Anxiety’s incredibly common in precocious children, Dr. Pierson says. Their imaginations take them down roads their bodies aren’t equipped to navigate. I’d like to start with biofeedback exercises. No meds for now.
Also, he says, I always ask this, so please don’t take it personally: anything else going on at home I should know about?
August 2017
Dear James:
There was a fourth vision. This one doesn’t show me any darkness. But it was the same as the other three—vivid, insistent—so I don’t know how to weigh it.
I was on the plane at LaGuardia, the day after I saw you in New York. We were twelfth in line for takeoff. I closed my eyes and pressed my face into the window and, against the darkness of my eyelids, saw the city divested of all its buildings but three: Freedom Tower at the bottom, Empire State in the middle, and at the top, somewhere in the Bronx, an enormous crucifix, as tall as the island was long. Had the cross been a human the Freedom Tower would have reached to its knees. While I watched, the cross lay itself down over Manhattan. Just bent forward and fell. The horizontal beam became a pair of arms and wrapped the island up, as if the cross were hugging a pillow to its chest. Manhattan curled in on itself. This much love. I don’t want to say I heard the words, but I felt them, a bass note throughout my body. All the mess and glory of this city, and still this much. And you, with your wayward thoughts, in the agony of temptation: I would have you no other way. Yet how to reconcile the other visions of the evil behind our situation—judgment, requisite obedience to an impossible standard—how do I balance these with this glimpse of unconditional love and infinite mercy? Who would make up such a contradictory religion? If there is such a thing as Divine truth surely it would come to us transposed in this way
, revealing the inadequacy of our brains to comprehend (we must hold A and not-A to be true simultaneously), and in so revealing our intellectual limitations, prove itself “true” beyond such binary categories as “true” or “false.”
Or maybe the complexity is simply the human brain just before insanity, functioning at the peak of its evolutionary capabilities. No more black and white, everything gray. And then we disappear. A virus wiped from the planet.

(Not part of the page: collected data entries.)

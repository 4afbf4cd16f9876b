//! Synthetic time-series generation.
//!
//! Every chart in the dashboard is driven by a generated random walk: a
//! uniform noise term plus a slow sinusoidal trend, applied as a
//! multiplicative delta to the running price. Each call reseeds and allocates
//! a fresh sequence so consumers can hold on to previous results.

use chrono::{DateTime, Duration, Utc};
use rand::Rng;

#[derive(Clone, Copy, Debug, PartialEq, Eq)]
pub enum StepUnit {
    Hour,
    Day,
}

impl StepUnit {
    fn duration(self, steps: i64) -> Duration {
        match self {
            Self::Hour => Duration::hours(steps),
            Self::Day => Duration::days(steps),
        }
    }
}

/// Chart time span. Controls both the point count and the step unit.
#[derive(Clone, Copy, Debug, PartialEq, Eq)]
pub enum Horizon {
    H24,
    D7,
    D30,
    D90,
    Y1,
}

impl Horizon {
    pub const ALL: [Horizon; 5] = [Self::H24, Self::D7, Self::D30, Self::D90, Self::Y1];

    pub fn point_count(self) -> usize {
        match self {
            Self::H24 => 24,
            Self::D7 => 7 * 24,
            Self::D30 => 30,
            Self::D90 => 90,
            Self::Y1 => 365,
        }
    }

    pub fn step_unit(self) -> StepUnit {
        match self {
            Self::H24 | Self::D7 => StepUnit::Hour,
            Self::D30 | Self::D90 | Self::Y1 => StepUnit::Day,
        }
    }

    pub fn as_str(self) -> &'static str {
        match self {
            Self::H24 => "24H",
            Self::D7 => "7D",
            Self::D30 => "30D",
            Self::D90 => "90D",
            Self::Y1 => "1Y",
        }
    }

    pub fn next(self) -> Horizon {
        let i = Self::ALL.iter().position(|h| *h == self).unwrap_or(0);
        Self::ALL[(i + 1) % Self::ALL.len()]
    }
}

#[derive(Clone, Copy, Debug)]
pub struct PricePoint {
    pub timestamp: DateTime<Utc>,
    pub price: f64,
}

/// Walk `point_count` steps up to the present, yielding `point_count + 1`
/// time-ascending points. The walk is floored at a small fraction of the base
/// price; an unlucky streak of negative perturbations must not produce a
/// non-positive mock price.
pub fn generate(
    base_price: f64,
    volatility: f64,
    point_count: usize,
    step: StepUnit,
) -> Vec<PricePoint> {
    let mut rng = rand::thread_rng();
    let now = Utc::now();
    let floor = base_price * 1e-4;
    let quarter = point_count as f64 / 4.0;

    let mut points = Vec::with_capacity(point_count + 1);
    let mut prev = base_price;
    for i in (0..=point_count).rev() {
        let random_term = rng.gen_range(-volatility / 2.0..volatility / 2.0);
        let trend_term = (i as f64 / quarter).sin() * (volatility / 2.0);
        prev = (prev + prev * (random_term + trend_term)).max(floor);
        points.push(PricePoint {
            timestamp: now - step.duration(i as i64),
            price: prev,
        });
    }
    points
}

/// Bounded sentiment walk in [0, 100], one value per day. Each value is
/// seeded from the previous one, so the series drifts rather than jumps.
pub fn sentiment_walk(days: usize) -> Vec<(DateTime<Utc>, u8)> {
    let mut rng = rand::thread_rng();
    let now = Utc::now();

    let mut out = Vec::with_capacity(days + 1);
    let mut base: f64 = 50.0;
    for i in (0..=days).rev() {
        let random_term = rng.gen_range(-5.0..5.0);
        let trend_term = (i as f64 / 10.0).sin() * 10.0;
        base = (base + random_term + trend_term).clamp(0.0, 100.0);
        out.push((now - Duration::days(i as i64), base.round() as u8));
    }
    out
}

/// First-to-last change over a series as (absolute, percent). Zero or missing
/// first price reports 0% rather than a NaN.
pub fn change_summary(points: &[PricePoint]) -> (f64, f64) {
    match (points.first(), points.last()) {
        (Some(first), Some(last)) => {
            let change = last.price - first.price;
            let pct = if first.price > 0.0 {
                change / first.price * 100.0
            } else {
                0.0
            };
            (change, pct)
        }
        _ => (0.0, 0.0),
    }
}

#[cfg(test)]
mod tests {
    use super::*;

    #[test]
    fn test_generate_shape() {
        let points = generate(100.0, 0.05, 10, StepUnit::Day);
        assert_eq!(points.len(), 11, "should yield point_count + 1 points");

        for pair in points.windows(2) {
            assert!(
                pair[0].timestamp < pair[1].timestamp,
                "timestamps must be strictly ascending"
            );
        }

        let expected_start = Utc::now() - Duration::days(10);
        let skew = (points[0].timestamp - expected_start).num_seconds().abs();
        assert!(skew < 5, "first point should sit ten days back, skew {}s", skew);
    }

    #[test]
    fn test_generate_stays_positive() {
        // High volatility for many steps is the worst case for the floor.
        for _ in 0..20 {
            let points = generate(100.0, 0.9, 500, StepUnit::Hour);
            assert!(
                points.iter().all(|p| p.price > 0.0),
                "walk must never produce a non-positive price"
            );
        }
    }

    #[test]
    fn test_generate_fresh_allocation() {
        let a = generate(52_000.0, 0.03, 24, StepUnit::Hour);
        let b = generate(52_000.0, 0.03, 24, StepUnit::Hour);
        assert_eq!(a.len(), b.len());
        // Reseeded per call: two runs agreeing everywhere would mean a shared RNG state.
        let identical = a.iter().zip(&b).all(|(x, y)| x.price == y.price);
        assert!(!identical, "separate calls should not replay the same walk");
    }

    #[test]
    fn test_horizon_parameters() {
        assert_eq!(Horizon::H24.point_count(), 24);
        assert_eq!(Horizon::D7.point_count(), 168);
        assert_eq!(Horizon::D30.point_count(), 30);
        assert_eq!(Horizon::Y1.point_count(), 365);
        assert_eq!(Horizon::H24.step_unit(), StepUnit::Hour);
        assert_eq!(Horizon::D7.step_unit(), StepUnit::Hour);
        assert_eq!(Horizon::D90.step_unit(), StepUnit::Day);
        // Cycling through next() visits every horizon and wraps.
        let mut h = Horizon::H24;
        for _ in 0..5 {
            h = h.next();
        }
        assert_eq!(h, Horizon::H24);
    }

    #[test]
    fn test_sentiment_walk_bounds() {
        let walk = sentiment_walk(30);
        assert_eq!(walk.len(), 31);
        assert!(walk.iter().all(|&(_, v)| v <= 100));
        for pair in walk.windows(2) {
            assert!(pair[0].0 < pair[1].0);
        }
    }

    #[test]
    fn test_change_summary_guards() {
        assert_eq!(change_summary(&[]), (0.0, 0.0));

        let now = Utc::now();
        let points = vec![
            PricePoint { timestamp: now - Duration::hours(1), price: 100.0 },
            PricePoint { timestamp: now, price: 110.0 },
        ];
        let (abs, pct) = change_summary(&points);
        assert!((abs - 10.0).abs() < 1e-9);
        assert!((pct - 10.0).abs() < 1e-9);
    }
}
use http::StatusCode;
use thiserror::Error;

use crate::github::api::client::GithubRepositoryClient;
use crate::github::PullRequestNumber;

#[derive(Error, Debug)]
pub enum ApiError {
    #[error("Unknown error ({status}): {text}")]
    Unknown { status: StatusCode, text: String },
    #[error("Network error: {0}")]
    NetworkError(#[from] octocrab::Error),
}

#[derive(serde::Serialize)]
struct AssigneesRequest<'a> {
    assignees: &'a [String],
}

/// Unassigns the given users from a pull request.
/// octocrab does not offer this endpoint, so the request is sent manually.
///
/// Documentation: https://docs.github.com/en/rest/issues/assignees?apiVersion=2022-11-28#remove-assignees-from-an-issue
pub async fn remove_assignees(
    repo: &GithubRepositoryClient,
    pr: PullRequestNumber,
    assignees: &[String],
) -> Result<(), ApiError> {
    let client = repo.client();
    let url = format!("/repos/{}/issues/{pr}/assignees", repo.name());

    let response = client
        ._delete(url.as_str(), Some(&AssigneesRequest { assignees }))
        .await?;
    let status = response.status();
    let text = client.body_to_string(response).await.unwrap_or_default();

    tracing::trace!(
        "Response from removing assignees {assignees:?} from {}#{pr}: {status} ({text})",
        repo.name()
    );

    if status.is_success() {
        Ok(())
    } else {
        Err(ApiError::Unknown { status, text })
    }
}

What if you woke one day to discover the corpse of Christ had been identified definitively? Or that an irrefutable, airtight scientific study had been devised to disprove the existence of God, and the study had—beyond any conceivable doubt—proved he did not exist? What would you feel?
Relief.
One evening in the fall, after Kate has been seeing Dr. Pierson for a few months, Thomas carries into the kitchen a television-sized box with holes in the lid. He sets it in the center of the table; the box jiggles and whines.
Maggie has just taken the children to the market. On the table are pumpkins, carving kits; an army helmet, tiara and wand; camouflage face-paints, bags of candy.
What do you think is inside? he asks the children.
Tell us!
You have to guess.
Puppy, kitten, bunny, tell us!
Thomas opens the lid and lifts out a black Lab, eight weeks old. It pees on the table, tail wagging.
Look how excited he is, Maggie says.
Can I hold him? Kate is half-crying. Can I name him?
He’s going to sleep in your room at night, Kate, Thomas says. Let’s let Tommy name him.
I want him to sleep in my room, Tommy says.
You get to walk him, Tommy, his father says. That’s going to be your special job.
Thomas sets the puppy on the kitchen floor; his paws are huge, they splay out. Flat on his belly, he sniffs and licks vigorously at a spot on the hardwood.